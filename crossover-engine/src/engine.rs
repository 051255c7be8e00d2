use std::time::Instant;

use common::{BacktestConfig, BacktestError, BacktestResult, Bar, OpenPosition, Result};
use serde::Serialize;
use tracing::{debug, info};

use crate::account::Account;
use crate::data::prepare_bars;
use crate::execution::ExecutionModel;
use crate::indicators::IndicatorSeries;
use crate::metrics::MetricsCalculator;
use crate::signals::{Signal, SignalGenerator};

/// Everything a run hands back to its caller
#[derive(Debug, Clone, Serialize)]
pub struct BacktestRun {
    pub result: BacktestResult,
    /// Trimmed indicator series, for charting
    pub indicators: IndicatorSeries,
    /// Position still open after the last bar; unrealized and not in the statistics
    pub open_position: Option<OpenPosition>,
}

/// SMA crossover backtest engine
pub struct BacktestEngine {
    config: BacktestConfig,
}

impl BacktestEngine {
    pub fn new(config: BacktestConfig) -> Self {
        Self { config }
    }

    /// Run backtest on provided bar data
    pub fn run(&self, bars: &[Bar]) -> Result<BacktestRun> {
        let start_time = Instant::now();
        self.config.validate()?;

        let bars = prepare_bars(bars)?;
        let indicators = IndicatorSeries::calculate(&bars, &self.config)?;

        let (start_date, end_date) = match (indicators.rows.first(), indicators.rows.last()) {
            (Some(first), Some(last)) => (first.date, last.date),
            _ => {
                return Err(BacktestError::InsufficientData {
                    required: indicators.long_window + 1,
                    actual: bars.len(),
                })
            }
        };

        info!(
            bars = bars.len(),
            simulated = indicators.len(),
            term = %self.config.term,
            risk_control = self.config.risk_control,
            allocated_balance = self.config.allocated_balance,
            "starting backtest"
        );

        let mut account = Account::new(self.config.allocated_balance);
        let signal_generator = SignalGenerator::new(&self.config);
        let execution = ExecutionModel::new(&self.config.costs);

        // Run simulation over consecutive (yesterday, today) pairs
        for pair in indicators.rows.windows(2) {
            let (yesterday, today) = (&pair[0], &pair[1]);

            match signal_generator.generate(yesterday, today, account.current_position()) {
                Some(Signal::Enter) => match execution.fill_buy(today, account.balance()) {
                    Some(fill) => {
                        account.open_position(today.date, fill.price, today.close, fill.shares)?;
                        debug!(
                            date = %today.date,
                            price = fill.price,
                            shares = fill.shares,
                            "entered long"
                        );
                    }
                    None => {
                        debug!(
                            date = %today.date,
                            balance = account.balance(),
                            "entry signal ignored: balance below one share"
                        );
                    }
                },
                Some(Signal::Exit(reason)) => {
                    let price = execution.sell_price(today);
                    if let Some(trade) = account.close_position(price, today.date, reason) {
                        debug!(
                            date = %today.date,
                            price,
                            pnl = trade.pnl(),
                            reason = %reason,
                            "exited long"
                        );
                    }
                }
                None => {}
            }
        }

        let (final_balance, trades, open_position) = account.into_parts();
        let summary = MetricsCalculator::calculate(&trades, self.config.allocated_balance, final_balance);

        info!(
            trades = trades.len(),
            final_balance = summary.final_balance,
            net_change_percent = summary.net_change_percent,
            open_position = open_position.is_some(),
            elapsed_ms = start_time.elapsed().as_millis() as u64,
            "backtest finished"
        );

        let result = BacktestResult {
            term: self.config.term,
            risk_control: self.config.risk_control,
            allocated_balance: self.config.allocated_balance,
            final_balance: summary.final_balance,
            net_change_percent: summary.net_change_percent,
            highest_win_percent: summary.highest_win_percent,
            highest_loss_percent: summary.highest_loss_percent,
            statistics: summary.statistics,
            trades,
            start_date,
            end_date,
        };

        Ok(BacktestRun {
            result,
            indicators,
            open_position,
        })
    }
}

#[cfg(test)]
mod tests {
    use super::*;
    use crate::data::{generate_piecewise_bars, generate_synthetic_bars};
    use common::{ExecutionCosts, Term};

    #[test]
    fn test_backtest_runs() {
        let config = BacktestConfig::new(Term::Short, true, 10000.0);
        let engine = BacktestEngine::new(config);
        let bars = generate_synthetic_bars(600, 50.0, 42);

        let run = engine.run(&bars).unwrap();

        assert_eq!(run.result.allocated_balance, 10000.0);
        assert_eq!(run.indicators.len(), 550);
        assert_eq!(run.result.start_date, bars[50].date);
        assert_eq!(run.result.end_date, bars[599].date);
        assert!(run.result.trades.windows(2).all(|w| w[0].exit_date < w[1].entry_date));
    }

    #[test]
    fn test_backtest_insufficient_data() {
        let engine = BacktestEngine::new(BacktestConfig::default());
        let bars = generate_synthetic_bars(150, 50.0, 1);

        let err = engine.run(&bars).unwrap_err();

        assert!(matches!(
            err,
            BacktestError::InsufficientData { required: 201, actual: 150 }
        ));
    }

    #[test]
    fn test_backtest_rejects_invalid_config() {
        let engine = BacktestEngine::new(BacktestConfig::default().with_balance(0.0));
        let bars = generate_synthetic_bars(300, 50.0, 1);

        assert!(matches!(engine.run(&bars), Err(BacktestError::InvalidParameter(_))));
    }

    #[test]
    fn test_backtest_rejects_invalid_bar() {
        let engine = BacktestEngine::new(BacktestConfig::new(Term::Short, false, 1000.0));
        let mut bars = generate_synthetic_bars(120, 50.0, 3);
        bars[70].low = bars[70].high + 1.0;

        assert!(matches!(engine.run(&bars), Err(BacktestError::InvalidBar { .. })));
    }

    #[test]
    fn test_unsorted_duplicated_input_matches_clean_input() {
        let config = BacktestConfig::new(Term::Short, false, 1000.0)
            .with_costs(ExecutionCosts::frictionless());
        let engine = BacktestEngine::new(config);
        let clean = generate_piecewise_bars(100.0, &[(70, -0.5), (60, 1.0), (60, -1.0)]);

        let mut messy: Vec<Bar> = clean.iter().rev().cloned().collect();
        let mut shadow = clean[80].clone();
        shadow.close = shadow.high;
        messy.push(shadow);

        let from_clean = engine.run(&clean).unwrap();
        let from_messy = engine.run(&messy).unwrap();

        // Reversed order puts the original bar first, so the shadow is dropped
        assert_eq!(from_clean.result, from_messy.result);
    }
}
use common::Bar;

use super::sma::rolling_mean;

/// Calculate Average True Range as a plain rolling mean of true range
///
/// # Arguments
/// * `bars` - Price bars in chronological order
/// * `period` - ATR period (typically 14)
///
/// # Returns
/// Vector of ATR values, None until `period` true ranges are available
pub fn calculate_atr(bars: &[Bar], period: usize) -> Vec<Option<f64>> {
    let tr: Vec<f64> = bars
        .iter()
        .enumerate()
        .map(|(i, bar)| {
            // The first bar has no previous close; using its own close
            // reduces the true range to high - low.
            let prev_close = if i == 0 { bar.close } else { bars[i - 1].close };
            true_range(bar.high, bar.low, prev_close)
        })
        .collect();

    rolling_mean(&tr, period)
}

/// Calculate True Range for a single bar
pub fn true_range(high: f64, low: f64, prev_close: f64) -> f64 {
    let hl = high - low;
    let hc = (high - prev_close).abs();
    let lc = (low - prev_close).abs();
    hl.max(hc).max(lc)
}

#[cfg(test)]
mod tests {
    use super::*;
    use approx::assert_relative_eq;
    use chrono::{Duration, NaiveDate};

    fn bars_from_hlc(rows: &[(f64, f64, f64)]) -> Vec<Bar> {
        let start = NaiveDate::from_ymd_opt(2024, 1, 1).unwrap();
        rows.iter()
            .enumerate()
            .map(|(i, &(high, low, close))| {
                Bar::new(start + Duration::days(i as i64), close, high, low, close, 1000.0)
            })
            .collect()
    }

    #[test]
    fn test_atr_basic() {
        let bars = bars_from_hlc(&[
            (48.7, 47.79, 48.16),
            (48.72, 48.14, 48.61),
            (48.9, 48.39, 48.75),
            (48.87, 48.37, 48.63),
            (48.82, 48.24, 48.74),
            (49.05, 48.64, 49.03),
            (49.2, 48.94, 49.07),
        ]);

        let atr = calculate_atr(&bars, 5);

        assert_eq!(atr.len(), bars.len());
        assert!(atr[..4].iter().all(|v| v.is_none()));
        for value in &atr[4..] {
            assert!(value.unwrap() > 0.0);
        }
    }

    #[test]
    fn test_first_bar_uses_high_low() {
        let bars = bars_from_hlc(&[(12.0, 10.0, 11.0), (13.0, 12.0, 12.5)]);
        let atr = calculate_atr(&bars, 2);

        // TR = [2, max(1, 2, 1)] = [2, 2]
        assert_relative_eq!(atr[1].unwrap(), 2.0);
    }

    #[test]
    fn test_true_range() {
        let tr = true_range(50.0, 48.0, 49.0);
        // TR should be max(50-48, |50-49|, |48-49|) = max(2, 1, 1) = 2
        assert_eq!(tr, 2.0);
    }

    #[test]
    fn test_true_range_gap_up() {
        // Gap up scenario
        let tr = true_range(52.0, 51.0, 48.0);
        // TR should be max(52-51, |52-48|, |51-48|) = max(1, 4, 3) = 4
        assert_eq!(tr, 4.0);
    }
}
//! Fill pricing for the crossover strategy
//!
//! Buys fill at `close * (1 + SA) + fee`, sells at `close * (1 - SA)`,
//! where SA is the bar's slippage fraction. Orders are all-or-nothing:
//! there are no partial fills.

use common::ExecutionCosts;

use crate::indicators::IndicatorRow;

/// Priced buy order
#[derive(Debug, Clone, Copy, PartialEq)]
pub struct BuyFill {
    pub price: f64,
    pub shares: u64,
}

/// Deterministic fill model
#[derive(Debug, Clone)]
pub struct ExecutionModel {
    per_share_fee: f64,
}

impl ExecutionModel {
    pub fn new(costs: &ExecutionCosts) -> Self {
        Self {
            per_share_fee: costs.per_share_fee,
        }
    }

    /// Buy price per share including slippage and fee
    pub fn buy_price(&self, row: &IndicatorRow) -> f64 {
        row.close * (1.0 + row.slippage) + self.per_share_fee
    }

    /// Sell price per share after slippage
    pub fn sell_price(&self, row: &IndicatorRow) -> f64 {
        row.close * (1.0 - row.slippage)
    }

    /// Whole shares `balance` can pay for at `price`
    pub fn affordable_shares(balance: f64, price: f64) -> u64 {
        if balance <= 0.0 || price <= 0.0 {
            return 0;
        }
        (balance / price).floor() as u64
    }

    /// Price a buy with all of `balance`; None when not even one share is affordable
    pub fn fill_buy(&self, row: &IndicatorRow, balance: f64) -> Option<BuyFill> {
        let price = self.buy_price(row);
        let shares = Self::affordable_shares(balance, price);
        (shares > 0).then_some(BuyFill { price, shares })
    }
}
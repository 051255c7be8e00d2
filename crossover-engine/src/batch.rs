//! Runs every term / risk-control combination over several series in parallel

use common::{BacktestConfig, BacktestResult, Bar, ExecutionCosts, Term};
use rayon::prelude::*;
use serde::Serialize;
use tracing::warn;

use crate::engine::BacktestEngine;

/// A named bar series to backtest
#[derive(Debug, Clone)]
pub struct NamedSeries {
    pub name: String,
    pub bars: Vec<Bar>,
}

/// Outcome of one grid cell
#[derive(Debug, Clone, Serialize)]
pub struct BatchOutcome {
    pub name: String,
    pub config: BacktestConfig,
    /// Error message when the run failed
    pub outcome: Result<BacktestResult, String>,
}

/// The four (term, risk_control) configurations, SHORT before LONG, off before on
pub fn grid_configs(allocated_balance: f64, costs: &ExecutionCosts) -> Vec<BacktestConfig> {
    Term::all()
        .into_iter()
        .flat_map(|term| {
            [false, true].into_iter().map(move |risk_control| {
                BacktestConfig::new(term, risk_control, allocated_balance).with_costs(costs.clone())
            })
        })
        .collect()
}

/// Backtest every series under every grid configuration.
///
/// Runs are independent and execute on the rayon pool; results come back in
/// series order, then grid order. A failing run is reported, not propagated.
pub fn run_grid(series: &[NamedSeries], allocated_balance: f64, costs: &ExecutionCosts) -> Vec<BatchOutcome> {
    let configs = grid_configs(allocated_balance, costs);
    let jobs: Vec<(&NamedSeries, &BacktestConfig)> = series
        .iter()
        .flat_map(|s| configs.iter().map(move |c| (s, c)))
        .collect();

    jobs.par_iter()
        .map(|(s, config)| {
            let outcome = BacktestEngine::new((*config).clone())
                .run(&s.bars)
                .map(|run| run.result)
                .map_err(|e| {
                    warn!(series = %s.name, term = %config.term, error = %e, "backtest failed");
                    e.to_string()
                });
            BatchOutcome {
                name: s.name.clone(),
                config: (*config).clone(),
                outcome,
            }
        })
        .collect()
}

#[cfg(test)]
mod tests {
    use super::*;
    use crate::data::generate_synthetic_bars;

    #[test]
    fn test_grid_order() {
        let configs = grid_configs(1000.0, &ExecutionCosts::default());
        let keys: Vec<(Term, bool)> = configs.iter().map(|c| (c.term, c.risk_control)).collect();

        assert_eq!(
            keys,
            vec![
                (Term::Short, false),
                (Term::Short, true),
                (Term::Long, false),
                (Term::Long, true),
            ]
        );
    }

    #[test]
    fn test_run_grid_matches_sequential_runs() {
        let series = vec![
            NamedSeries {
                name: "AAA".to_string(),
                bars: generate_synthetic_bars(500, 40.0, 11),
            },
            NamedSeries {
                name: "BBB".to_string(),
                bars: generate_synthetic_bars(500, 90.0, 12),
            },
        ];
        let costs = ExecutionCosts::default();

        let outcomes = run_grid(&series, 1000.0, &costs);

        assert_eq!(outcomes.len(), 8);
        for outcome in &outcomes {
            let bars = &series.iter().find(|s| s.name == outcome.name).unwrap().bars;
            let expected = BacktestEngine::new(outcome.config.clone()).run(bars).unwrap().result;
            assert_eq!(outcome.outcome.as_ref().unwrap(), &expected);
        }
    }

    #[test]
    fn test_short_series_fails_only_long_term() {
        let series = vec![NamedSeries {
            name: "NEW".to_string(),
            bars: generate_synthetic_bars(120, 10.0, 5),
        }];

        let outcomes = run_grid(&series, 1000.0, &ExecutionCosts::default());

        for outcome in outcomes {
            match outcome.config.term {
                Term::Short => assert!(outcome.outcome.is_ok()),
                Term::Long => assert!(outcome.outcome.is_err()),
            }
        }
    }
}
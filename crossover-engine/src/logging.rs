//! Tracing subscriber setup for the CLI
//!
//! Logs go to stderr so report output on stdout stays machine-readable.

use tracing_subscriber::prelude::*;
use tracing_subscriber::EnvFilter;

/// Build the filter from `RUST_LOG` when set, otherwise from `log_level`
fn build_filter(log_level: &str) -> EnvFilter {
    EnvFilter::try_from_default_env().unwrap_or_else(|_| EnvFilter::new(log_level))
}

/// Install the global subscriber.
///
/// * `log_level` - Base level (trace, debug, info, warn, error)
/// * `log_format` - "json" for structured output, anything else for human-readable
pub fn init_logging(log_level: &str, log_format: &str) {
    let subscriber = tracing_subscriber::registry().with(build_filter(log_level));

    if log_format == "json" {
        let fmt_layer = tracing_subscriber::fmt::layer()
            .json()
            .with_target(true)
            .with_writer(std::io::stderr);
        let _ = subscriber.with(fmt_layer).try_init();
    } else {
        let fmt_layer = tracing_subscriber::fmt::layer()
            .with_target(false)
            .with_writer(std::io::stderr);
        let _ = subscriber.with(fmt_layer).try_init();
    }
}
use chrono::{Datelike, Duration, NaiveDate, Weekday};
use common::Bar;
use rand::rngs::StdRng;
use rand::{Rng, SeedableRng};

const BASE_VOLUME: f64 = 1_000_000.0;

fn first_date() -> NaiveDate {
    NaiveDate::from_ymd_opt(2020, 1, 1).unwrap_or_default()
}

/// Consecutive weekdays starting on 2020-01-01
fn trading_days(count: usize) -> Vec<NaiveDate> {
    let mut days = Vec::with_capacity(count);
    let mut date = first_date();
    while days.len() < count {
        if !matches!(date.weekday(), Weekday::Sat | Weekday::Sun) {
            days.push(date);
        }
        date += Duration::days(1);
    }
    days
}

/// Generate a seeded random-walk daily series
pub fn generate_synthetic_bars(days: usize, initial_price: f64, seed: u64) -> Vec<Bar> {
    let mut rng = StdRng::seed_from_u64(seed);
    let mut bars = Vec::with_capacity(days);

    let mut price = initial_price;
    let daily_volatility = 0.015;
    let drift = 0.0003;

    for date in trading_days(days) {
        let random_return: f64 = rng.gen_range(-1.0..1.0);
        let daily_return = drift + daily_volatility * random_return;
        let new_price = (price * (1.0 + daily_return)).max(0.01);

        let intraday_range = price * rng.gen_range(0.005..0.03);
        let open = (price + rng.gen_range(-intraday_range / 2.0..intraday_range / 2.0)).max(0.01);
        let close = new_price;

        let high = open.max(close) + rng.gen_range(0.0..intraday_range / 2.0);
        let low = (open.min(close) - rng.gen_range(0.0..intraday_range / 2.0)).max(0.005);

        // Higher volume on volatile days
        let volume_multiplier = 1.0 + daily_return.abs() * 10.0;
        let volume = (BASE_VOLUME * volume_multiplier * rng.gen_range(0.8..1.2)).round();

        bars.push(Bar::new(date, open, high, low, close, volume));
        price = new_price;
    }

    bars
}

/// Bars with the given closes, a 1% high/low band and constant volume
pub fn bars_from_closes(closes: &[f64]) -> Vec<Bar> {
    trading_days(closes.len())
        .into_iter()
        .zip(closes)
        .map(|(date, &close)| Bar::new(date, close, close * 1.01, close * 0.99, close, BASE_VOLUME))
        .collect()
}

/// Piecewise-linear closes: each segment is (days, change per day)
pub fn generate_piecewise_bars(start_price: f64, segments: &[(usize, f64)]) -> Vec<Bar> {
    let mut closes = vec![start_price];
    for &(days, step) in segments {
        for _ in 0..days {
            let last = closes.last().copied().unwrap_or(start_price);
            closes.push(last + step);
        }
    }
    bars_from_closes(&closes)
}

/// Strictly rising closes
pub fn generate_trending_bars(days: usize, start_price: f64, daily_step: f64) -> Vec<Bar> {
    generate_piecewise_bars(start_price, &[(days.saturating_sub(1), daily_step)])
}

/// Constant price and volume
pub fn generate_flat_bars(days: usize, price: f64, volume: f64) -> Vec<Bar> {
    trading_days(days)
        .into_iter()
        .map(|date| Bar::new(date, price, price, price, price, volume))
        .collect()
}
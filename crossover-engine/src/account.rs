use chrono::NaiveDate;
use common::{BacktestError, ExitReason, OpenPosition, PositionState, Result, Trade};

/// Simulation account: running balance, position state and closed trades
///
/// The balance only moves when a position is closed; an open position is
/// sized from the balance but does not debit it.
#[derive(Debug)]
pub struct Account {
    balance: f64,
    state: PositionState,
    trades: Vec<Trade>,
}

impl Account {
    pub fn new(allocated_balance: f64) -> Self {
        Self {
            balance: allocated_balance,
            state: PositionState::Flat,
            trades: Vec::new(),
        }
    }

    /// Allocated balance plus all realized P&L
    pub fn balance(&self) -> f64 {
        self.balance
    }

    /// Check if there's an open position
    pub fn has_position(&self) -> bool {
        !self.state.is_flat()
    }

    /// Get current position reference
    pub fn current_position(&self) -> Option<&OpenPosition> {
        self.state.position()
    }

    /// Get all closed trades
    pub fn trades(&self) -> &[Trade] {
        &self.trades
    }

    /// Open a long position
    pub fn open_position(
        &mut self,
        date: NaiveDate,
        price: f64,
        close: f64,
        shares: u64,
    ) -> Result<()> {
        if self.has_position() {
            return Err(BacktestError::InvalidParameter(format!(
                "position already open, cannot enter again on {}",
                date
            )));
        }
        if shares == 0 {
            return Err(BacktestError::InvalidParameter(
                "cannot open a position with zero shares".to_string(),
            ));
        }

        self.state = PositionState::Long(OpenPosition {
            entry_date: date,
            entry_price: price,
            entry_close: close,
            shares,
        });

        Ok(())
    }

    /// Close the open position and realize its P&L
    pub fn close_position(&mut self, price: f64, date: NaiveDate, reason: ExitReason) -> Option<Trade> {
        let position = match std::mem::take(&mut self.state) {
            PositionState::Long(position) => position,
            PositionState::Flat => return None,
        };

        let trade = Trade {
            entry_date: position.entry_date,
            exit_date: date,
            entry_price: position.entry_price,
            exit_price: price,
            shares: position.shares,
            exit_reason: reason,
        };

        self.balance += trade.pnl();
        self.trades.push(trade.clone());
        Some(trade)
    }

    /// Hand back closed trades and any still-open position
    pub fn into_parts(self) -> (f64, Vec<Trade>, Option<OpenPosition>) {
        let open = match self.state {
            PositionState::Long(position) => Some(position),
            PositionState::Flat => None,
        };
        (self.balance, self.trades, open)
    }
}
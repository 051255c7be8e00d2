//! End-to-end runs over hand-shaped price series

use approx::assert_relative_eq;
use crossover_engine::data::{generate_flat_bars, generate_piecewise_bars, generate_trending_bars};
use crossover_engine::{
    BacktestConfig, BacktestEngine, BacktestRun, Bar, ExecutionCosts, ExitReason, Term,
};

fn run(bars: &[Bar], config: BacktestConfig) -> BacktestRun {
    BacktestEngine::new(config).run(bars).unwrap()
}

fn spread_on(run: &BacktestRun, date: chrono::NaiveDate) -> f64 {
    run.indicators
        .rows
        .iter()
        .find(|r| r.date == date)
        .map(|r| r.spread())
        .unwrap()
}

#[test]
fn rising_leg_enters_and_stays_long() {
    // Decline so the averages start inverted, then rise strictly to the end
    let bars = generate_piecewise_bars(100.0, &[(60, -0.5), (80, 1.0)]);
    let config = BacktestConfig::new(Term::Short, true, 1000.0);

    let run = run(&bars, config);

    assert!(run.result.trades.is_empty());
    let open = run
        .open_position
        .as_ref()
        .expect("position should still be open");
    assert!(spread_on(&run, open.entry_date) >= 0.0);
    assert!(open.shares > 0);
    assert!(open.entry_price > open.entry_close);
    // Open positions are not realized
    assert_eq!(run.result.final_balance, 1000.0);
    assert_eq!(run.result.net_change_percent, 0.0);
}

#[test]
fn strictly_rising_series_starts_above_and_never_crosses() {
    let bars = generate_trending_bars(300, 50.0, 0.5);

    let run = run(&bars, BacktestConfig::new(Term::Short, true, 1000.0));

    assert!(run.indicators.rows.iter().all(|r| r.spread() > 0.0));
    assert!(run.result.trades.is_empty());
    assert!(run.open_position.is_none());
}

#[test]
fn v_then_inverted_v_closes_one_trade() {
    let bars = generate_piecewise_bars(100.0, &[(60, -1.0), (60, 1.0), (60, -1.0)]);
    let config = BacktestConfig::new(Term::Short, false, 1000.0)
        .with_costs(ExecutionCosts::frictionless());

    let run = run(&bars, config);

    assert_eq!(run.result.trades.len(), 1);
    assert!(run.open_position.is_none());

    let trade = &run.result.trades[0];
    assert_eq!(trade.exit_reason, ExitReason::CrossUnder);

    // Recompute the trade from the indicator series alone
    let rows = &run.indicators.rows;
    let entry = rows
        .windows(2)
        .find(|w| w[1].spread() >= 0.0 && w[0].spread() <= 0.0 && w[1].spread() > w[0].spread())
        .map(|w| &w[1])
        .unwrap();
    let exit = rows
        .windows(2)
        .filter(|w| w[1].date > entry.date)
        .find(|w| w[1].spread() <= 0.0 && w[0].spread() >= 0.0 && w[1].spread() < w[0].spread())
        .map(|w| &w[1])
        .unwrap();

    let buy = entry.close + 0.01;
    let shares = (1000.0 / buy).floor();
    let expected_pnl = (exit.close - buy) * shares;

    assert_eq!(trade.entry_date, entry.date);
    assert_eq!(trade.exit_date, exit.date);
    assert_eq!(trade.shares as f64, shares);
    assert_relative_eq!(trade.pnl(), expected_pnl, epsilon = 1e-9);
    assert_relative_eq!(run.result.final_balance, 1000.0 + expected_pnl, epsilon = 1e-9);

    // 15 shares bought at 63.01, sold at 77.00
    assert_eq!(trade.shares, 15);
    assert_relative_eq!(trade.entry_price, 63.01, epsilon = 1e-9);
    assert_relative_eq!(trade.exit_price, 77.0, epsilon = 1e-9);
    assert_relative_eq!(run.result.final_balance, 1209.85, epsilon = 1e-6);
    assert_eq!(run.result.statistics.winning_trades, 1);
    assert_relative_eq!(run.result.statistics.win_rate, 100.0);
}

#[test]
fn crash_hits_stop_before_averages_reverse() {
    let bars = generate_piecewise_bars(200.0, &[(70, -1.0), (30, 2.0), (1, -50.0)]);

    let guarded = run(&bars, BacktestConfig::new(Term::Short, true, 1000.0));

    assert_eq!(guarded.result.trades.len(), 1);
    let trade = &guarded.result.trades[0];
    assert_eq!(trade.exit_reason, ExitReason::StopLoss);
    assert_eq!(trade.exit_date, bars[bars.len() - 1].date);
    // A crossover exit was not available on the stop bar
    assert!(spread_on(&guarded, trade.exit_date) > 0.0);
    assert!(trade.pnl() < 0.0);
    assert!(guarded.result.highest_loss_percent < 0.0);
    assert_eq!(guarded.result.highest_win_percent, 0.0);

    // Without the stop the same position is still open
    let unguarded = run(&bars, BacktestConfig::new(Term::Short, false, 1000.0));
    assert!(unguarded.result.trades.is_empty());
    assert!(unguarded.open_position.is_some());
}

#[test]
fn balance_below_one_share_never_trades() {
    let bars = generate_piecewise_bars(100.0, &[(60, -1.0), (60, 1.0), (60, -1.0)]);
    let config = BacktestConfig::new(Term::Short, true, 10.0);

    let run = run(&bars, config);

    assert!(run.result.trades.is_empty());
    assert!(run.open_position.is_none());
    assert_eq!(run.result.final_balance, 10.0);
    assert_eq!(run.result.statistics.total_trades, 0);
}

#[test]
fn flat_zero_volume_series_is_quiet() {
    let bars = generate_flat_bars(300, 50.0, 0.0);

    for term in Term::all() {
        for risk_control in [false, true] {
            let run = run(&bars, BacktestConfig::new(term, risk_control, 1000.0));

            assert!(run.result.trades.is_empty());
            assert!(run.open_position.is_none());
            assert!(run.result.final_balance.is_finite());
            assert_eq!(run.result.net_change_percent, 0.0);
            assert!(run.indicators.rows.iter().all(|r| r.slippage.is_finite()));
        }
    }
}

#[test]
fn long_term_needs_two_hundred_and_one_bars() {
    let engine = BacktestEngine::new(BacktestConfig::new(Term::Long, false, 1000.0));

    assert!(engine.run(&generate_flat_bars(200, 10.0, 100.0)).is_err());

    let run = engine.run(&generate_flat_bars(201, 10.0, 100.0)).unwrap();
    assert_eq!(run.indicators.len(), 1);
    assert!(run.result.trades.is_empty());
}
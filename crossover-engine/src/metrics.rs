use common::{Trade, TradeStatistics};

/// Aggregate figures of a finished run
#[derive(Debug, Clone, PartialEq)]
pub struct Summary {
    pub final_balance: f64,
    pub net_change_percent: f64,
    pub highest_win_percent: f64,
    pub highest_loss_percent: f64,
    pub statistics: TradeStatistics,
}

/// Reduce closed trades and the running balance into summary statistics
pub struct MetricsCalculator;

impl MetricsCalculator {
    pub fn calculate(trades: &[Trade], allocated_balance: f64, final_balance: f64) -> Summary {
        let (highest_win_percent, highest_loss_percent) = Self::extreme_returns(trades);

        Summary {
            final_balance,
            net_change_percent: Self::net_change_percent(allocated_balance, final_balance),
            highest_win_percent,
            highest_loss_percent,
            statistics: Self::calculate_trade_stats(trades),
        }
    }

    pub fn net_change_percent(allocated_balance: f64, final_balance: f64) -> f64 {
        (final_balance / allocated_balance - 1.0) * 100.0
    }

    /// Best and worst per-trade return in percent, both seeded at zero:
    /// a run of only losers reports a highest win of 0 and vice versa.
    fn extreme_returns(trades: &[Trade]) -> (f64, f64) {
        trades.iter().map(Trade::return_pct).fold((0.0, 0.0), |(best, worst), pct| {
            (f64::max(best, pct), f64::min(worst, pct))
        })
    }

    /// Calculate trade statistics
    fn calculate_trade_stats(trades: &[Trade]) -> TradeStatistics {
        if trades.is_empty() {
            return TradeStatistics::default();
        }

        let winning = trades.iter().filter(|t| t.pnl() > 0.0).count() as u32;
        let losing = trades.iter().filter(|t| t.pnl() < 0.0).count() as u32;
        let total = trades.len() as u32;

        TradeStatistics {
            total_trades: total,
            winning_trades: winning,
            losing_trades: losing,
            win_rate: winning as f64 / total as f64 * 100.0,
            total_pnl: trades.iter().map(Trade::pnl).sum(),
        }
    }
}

> **Work order**
Reproduce exactly, please, only the lines from the start of the data above to the line that contains "use crate::execution::ExecutionModel;", with both ends kept.

> **Task solution**
filename crossover-engine/src/engine.rs
repository 051255c7be8e00d2
use std::time::Instant;

use common::{BacktestConfig, BacktestError, BacktestResult, Bar, OpenPosition, Result};
use serde::Serialize;
use tracing::{debug, info};

use crate::account::Account;
use crate::data::prepare_bars;
use crate::execution::ExecutionModel;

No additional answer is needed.